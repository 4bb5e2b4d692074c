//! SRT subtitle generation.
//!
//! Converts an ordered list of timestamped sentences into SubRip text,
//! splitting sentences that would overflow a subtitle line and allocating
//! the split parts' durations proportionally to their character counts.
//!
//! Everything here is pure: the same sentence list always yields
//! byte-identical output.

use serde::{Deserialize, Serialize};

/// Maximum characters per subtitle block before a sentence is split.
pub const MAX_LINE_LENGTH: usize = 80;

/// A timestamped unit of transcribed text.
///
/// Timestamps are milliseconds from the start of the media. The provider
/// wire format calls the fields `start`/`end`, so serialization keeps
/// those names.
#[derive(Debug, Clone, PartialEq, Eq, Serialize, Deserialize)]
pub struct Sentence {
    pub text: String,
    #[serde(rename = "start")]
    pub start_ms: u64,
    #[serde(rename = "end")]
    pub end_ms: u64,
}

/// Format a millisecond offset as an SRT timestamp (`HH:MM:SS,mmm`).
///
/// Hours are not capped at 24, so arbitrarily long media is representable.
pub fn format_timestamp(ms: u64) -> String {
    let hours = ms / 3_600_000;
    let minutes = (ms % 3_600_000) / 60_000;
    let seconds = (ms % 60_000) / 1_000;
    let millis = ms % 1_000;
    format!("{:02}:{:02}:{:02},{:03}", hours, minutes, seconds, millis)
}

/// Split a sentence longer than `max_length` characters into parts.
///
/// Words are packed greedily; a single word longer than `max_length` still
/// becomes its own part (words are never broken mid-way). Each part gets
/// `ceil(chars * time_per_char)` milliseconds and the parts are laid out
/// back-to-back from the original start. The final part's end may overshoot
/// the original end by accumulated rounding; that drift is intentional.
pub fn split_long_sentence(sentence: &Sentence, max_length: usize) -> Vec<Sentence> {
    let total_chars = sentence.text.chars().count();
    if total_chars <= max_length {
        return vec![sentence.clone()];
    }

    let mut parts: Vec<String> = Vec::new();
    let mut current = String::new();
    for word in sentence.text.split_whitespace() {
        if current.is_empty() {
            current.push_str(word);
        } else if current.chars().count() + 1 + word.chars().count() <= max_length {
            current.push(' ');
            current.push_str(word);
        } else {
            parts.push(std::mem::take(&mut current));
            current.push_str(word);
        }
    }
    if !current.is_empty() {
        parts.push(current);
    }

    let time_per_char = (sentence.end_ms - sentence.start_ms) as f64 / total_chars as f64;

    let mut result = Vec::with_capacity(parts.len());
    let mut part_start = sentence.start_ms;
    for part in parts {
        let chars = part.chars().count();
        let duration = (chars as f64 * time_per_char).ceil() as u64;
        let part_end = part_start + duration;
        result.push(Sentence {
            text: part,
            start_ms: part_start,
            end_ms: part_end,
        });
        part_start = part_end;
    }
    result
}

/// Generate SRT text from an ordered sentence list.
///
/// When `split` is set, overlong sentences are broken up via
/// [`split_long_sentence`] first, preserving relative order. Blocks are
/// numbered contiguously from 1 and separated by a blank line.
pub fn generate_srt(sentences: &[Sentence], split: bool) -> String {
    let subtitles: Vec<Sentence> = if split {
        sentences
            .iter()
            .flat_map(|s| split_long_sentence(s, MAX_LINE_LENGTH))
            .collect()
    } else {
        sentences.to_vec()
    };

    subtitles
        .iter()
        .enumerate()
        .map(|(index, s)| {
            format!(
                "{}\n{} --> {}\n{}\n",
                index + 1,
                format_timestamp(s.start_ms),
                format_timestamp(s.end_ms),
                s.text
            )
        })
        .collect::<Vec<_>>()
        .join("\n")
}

* * *

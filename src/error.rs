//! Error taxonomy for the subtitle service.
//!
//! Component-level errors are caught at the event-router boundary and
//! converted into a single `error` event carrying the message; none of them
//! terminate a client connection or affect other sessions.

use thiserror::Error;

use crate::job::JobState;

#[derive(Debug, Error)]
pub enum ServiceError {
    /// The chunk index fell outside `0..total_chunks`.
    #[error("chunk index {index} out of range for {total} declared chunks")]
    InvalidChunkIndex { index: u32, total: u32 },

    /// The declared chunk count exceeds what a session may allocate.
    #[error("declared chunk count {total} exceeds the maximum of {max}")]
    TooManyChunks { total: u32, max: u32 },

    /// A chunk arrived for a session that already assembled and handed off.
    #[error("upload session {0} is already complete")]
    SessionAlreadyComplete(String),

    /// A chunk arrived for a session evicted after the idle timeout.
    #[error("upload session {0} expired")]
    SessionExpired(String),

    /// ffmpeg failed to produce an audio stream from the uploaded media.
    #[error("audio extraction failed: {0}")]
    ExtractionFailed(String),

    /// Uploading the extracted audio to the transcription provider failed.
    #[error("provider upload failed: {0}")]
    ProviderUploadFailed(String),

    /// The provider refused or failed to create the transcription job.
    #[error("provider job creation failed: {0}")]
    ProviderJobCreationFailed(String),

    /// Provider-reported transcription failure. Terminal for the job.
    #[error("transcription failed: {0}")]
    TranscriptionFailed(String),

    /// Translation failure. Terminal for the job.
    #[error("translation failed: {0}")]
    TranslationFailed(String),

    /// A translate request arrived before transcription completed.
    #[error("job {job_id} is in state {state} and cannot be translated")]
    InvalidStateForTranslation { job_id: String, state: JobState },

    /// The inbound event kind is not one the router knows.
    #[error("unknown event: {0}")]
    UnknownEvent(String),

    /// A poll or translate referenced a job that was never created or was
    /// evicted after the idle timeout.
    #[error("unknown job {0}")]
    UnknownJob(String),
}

» WHAT THIS TASK INVOLVES
Copy out each line of the material in which the word "timestamped" turns up.

» RESULT OF THIS EXERCISE
//! Converts an ordered list of timestamped sentences into SubRip text,
/// A timestamped unit of transcribed text.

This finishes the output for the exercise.